## INFORMATION PROVIDED
---*---
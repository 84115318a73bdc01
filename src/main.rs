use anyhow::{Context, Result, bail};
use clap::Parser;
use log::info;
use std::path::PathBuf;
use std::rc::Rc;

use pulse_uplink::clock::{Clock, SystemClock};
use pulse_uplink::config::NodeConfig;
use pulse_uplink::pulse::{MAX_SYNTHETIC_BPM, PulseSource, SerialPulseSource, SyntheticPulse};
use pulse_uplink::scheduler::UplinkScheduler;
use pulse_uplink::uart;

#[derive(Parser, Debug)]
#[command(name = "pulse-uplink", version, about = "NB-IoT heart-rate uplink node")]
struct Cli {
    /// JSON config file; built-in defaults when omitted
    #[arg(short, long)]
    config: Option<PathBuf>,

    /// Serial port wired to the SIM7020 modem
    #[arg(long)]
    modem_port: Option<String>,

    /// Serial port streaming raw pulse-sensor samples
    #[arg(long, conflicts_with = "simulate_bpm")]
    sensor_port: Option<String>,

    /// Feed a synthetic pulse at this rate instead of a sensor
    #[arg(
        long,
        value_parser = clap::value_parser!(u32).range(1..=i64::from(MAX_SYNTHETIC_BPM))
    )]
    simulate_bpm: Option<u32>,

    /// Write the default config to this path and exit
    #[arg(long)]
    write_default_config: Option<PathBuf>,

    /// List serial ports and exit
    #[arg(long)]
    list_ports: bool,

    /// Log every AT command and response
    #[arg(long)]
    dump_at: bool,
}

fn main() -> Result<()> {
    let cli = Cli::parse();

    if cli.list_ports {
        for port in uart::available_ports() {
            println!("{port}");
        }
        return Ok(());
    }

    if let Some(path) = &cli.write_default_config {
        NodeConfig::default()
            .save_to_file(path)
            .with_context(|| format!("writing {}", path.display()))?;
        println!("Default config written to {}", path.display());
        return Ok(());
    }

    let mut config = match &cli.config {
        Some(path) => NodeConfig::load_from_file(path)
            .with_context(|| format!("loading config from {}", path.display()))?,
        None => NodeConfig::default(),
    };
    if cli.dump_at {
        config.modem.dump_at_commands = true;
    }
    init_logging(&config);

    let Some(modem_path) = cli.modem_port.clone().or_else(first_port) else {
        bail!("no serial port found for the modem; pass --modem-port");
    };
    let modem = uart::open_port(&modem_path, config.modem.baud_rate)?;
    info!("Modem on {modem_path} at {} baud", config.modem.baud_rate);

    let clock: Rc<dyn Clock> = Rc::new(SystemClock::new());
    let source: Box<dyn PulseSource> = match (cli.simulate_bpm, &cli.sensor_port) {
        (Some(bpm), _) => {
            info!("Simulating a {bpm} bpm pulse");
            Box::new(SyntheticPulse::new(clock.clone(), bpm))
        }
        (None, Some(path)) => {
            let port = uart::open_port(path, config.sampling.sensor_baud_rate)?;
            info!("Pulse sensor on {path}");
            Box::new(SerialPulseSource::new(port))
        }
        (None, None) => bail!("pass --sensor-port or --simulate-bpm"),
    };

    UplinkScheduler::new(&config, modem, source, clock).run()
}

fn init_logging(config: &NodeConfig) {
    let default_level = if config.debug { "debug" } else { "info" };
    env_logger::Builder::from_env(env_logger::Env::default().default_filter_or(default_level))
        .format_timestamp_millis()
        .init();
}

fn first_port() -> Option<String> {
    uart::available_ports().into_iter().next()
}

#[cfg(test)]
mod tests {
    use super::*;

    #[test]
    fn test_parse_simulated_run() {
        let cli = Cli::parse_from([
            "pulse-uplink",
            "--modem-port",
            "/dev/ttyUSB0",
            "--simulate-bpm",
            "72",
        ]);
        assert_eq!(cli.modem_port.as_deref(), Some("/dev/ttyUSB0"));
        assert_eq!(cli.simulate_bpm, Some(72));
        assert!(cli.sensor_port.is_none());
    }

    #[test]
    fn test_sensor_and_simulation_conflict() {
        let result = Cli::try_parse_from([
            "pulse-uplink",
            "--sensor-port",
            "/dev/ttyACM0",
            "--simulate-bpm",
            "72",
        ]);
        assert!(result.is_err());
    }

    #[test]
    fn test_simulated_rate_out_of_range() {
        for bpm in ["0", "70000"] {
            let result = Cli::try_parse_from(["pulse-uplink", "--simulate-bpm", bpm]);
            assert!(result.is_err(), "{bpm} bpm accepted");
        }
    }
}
---*---
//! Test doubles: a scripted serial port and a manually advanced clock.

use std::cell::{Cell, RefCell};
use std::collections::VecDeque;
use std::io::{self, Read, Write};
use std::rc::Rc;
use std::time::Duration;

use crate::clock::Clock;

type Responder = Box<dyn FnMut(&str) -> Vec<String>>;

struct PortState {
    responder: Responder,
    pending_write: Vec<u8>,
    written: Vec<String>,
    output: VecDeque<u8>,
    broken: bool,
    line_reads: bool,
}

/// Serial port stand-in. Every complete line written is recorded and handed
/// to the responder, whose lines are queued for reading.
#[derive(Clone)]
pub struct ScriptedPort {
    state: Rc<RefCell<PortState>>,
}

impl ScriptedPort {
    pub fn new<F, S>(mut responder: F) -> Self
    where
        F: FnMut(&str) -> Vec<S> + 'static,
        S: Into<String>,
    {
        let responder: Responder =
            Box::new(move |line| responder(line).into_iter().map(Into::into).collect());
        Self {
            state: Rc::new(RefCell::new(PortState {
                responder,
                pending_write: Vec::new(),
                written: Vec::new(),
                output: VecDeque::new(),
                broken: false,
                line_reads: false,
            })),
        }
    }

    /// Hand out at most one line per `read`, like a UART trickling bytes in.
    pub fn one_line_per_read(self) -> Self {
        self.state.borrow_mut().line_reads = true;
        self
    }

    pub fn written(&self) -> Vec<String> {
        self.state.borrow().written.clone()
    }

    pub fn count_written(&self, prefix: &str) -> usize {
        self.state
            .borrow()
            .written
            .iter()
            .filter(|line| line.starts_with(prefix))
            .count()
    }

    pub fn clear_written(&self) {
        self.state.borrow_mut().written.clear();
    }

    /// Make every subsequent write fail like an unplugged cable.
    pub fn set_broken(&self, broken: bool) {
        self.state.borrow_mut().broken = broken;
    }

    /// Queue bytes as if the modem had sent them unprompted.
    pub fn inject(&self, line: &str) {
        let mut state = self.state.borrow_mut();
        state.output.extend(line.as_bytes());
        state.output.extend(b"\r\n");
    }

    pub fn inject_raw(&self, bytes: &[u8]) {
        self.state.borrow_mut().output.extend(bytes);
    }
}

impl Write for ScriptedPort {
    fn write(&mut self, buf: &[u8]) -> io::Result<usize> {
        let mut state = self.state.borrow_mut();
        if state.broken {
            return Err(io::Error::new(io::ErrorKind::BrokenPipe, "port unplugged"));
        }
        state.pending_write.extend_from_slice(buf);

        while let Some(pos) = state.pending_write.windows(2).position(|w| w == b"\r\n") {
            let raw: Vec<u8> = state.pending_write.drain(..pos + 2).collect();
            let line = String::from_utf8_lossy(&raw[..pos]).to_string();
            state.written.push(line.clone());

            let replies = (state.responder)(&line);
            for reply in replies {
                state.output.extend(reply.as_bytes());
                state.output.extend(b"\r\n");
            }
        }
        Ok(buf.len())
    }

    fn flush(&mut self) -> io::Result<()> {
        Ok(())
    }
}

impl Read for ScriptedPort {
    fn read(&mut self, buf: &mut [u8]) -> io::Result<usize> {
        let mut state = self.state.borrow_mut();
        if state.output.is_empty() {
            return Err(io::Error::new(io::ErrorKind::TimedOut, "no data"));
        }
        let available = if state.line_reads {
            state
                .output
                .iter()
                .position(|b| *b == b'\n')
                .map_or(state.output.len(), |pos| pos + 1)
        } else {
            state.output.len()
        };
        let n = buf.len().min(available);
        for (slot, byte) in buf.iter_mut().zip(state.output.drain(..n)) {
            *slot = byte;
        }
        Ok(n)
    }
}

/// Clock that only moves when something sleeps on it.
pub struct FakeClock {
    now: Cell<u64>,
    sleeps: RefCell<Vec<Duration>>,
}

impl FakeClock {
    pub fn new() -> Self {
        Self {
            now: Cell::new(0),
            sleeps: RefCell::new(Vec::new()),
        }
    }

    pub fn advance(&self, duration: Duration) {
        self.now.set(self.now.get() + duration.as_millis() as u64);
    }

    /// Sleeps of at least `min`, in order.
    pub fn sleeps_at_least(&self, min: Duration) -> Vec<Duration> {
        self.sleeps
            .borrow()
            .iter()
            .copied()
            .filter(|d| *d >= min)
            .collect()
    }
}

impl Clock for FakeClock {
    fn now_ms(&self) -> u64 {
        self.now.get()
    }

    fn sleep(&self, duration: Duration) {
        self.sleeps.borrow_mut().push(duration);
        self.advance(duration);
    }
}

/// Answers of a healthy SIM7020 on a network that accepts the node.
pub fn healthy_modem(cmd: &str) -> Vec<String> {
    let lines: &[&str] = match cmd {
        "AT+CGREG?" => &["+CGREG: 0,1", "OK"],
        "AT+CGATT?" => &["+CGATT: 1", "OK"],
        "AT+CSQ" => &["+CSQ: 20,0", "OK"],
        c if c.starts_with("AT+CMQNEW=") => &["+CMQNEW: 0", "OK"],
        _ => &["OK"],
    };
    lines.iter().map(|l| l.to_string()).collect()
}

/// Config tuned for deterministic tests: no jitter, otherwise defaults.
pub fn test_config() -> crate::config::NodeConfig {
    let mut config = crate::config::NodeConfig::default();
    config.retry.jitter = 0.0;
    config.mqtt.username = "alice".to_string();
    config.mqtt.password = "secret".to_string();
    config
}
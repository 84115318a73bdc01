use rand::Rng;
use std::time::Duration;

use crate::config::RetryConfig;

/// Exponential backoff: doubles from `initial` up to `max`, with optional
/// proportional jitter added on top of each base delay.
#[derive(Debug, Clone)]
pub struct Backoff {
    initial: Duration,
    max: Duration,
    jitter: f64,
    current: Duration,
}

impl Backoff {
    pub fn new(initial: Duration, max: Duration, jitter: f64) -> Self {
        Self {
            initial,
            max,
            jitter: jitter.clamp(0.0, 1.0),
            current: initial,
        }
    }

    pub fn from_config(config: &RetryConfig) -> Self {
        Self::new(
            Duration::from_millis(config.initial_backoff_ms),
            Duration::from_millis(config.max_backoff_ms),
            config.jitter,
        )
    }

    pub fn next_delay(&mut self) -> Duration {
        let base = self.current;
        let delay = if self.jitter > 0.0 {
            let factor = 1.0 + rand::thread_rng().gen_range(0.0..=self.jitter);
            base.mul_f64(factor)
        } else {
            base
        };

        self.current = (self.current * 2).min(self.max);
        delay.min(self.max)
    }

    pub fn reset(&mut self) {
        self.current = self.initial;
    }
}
---*---
## WHAT YOU WILL DO
Which of the lines in the data contain the string "unplugged"? Return each one.

## ANSWER SPACE
    /// Make every subsequent write fail like an unplugged cable.
            return Err(io::Error::new(io::ErrorKind::BrokenPipe, "port unplugged"));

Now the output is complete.